Repository - Scientific Journals of the Maritime University of Szczecin - Navigation based on characteristic points...

Maritime University of Szczecin

Akademia Morska w Szczecinie

2010, 20(92) pp. 140–145 2010, 20(92) s. 140–145

Navigation based on characteristic points from radar images

Prowadzenie nawigacji na podstawie punktów

charakterystycznych z obrazów radarowych

Mariusz Wąż

Polish Naval Academy, Institute of Navigation and Hydrography Akademia Marynarki Wojennej, Instytut Nawigacji i Hydrografii Morskiej 81-103 Gdynia, ul Śmidowicza 69, e-mail: m.waz@amw.gdynia.pl

Key words: navigation, radar, radar images Abstract

A radar image of a coastal zone is a source of information, which enables setting out a vessel’s positions precisely. A feature of radar navigational systems, if compared to the satellite ones, is connecting a pointed out fix to elements of seashore and dangers to navigation, surrounding a vessel. It’s an essential condition of navigating safely a vessel within the specified water area. Radar display elements, identified as characteristic points, should be included in the interactive navigational structure. Such a structure is a basis for accurate sailing a vessel on a water area. The whole process can be automatized. Automation may refer to a stage of setting out characteristic points in the navigation water area and also to a stage of marking out a position under observation.

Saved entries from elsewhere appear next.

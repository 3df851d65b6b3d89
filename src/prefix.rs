//! Message prefix (source) classification.
//!
//! The prefix is the optional `:`-led first token of a protocol line naming
//! the originator. It arrives in several shapes: a full `nick!user@host`, a
//! partial `nick!user`, a bare server hostname, or a bare nick. Servers are
//! sloppy here, so classification is heuristic and never fails.

/// The classified originator of a message.
#[derive(Clone, Debug, PartialEq, Eq)]
#[cfg_attr(feature = "serde", derive(serde::Serialize, serde::Deserialize))]
pub enum Prefix {
    /// A user prefix: `nick!user@host`, `nick!user`, or a bare nick.
    User {
        /// The originating nick.
        nick: String,
        /// The ident/username, when the prefix carried a `!` segment.
        user: Option<String>,
        /// The host, when the prefix carried an `@` segment.
        host: Option<String>,
    },
    /// A bare server hostname.
    Server(String),
}

impl Prefix {
    /// Classify a raw prefix token (leading `:` already stripped).
    ///
    /// Splits at the `!` and at the *last* `@` after it, so idents that
    /// themselves contain `@` or `!` survive. A token with no `!`, no `@`,
    /// and at least one `.` is taken to be a server name; a token with an
    /// `@` but no `!` degrades to nick-plus-host.
    pub fn parse(raw: &str) -> Prefix {
        if let Some((nick, rest)) = raw.split_once('!') {
            let (user, host) = match rest.rfind('@') {
                Some(at) => (&rest[..at], Some(rest[at + 1..].to_string())),
                None => (rest, None),
            };
            return Prefix::User {
                nick: nick.to_string(),
                user: Some(user.to_string()),
                host,
            };
        }
        if !raw.contains('@') && raw.contains('.') {
            return Prefix::Server(raw.to_string());
        }
        if let Some(at) = raw.rfind('@') {
            return Prefix::User {
                nick: raw[..at].to_string(),
                user: None,
                host: Some(raw[at + 1..].to_string()),
            };
        }
        Prefix::User {
            nick: raw.to_string(),
            user: None,
            host: None,
        }
    }

    /// The nick, for user-form prefixes.
    pub fn nick(&self) -> Option<&str> {
        match self {
            Prefix::User { nick, .. } => Some(nick),
            Prefix::Server(_) => None,
        }
    }
}
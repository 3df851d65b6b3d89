//! The owned, parsed message type.

use crate::ctcp;
use crate::prefix::Prefix;

use super::nom_parser::RawLine;

/// One parsed protocol line.
///
/// Constructed once per line by [`Message::parse`]; immutable thereafter.
#[derive(Clone, Debug, PartialEq, Eq)]
#[cfg_attr(feature = "serde", derive(serde::Serialize, serde::Deserialize))]
pub struct Message {
    /// The classified originator, when the line carried a prefix.
    pub prefix: Option<Prefix>,
    /// The command word or 3-digit numeric code, possibly normalized
    /// (CTCP rewrite, empty-topic remap).
    pub cmd: String,
    /// Positional parameters plus the trailing parameter, in protocol order.
    pub args: Vec<String>,
    /// True when the message body was CTCP-framed.
    pub ctcp: bool,
}

impl Message {
    /// Parse one complete protocol line (trailing newline already stripped
    /// by the transport; stray `\r`/`\n` are tolerated anyway).
    ///
    /// Never fails. Malformed input degrades: optional fields stay empty
    /// and, in the worst case, the first whitespace-delimited token becomes
    /// `cmd` with the rest of the line as a single trailing argument.
    pub fn parse(line: &str) -> Message {
        let line = line.trim_end_matches(['\r', '\n']);

        let mut msg = match RawLine::tokenize(line) {
            Ok(raw) => Message {
                prefix: raw.prefix.map(Prefix::parse),
                cmd: raw.command.to_string(),
                args: raw.params.iter().map(|p| p.to_string()).collect(),
                ctcp: false,
            },
            Err(_) => Message::degraded(line),
        };

        // CTCP framing lives in the trailing argument. Unwrapping it rewrites
        // the command to the CTCP word (e.g. ACTION) and leaves the payload
        // text as the trailing argument.
        if let Some(last) = msg.args.last_mut() {
            if let Some((word, payload)) = ctcp::unwrap(last) {
                msg.cmd = word;
                *last = payload;
                msg.ctcp = true;
            }
        }

        // Some servers answer a topic query for a topicless channel with an
        // empty-trailing 332 (RPL_TOPIC) instead of 331 (RPL_NOTOPIC).
        // Normalize to the 331 shape: the addressed nick moves into the
        // prefix position and the trailing becomes the standard 331 text.
        if msg.cmd == "332" && msg.args.len() >= 3 && msg.args.last().is_some_and(|t| t.is_empty()) {
            let target = msg.args.remove(0);
            msg.prefix = Some(Prefix::User {
                nick: target,
                user: None,
                host: None,
            });
            msg.cmd = "331".to_string();
            if let Some(last) = msg.args.last_mut() {
                *last = "No topic is set".to_string();
            }
        }

        msg
    }

    fn degraded(line: &str) -> Message {
        match line.split_once(' ') {
            Some((cmd, rest)) => Message {
                prefix: None,
                cmd: cmd.to_string(),
                args: vec![rest.to_string()],
                ctcp: false,
            },
            None => Message {
                prefix: None,
                cmd: line.to_string(),
                args: Vec::new(),
                ctcp: false,
            },
        }
    }

    /// The originating nick, for user-form prefixes.
    pub fn nick(&self) -> Option<&str> {
        self.prefix.as_ref().and_then(Prefix::nick)
    }

    /// The originating ident/username, when the prefix carried one.
    pub fn user(&self) -> Option<&str> {
        match &self.prefix {
            Some(Prefix::User { user, .. }) => user.as_deref(),
            _ => None,
        }
    }

    /// The originating host, when the prefix carried one.
    pub fn host(&self) -> Option<&str> {
        match &self.prefix {
            Some(Prefix::User { host, .. }) => host.as_deref(),
            _ => None,
        }
    }

    /// The originating server name, for server-form prefixes.
    ///
    /// Mutually exclusive with [`nick`](Message::nick).
    pub fn server(&self) -> Option<&str> {
        match &self.prefix {
            Some(Prefix::Server(s)) => Some(s),
            _ => None,
        }
    }

    /// The trailing (last) argument, if any.
    pub fn trailing(&self) -> Option<&str> {
        self.args.last().map(String::as_str)
    }
}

Słowa kluczowe: nawigacja, radar, obrazy radarowe Abstrakt

Obraz radarowy strefy przybrzeżnej jest źródłem wielu informacji umożliwiających precyzyjne wyznaczanie pozycji jednostki. Cechą odróżniającą radarowe systemy nawigacyjne od systemów satelitarnych jest to, że wyznaczona pozycja jest połączona z elementami wybrzeża i otaczającymi jednostkę niebezpieczeństwami nawigacyjnymi. Jest to podstawowy warunek bezpiecznego prowadzenia jednostki na wyznaczonym akwe-nie. Elementy obrazu radarowego zidentyfikowane jako punkty charakterystyczne powinny wchodzić w skład interaktywnej struktury nawigacyjnej. Struktura ta będzie podstawą precyzyjnego prowadzenia jednostki po akwenie. Cały ten proces może być zautomatyzowany. Automatyzacja dotyczy zarówno etapu wyznaczania punktów charakterystycznych w akwenie pływania, jak również etapu wyznaczania pozycji obserwowanej.

Introduction

Within a coastal zone, a vessel’s fix should be set out in relation to elements, describing a layout of navigation distresses’ positions in the water area. For any watercraft, dangers are constituted by sea shore, shallow waters, also detached dangers (wrecks, sea bottom objects etc.), harbour structure members and others. A common practice is finding out a vessel’s fix, using satellite systems (GPS). It is applied – both in open sea and in a coastal zone, even within a port area and narrow passages and others. At present, the satellite systems enable navigators to obtain really exact position of vessels.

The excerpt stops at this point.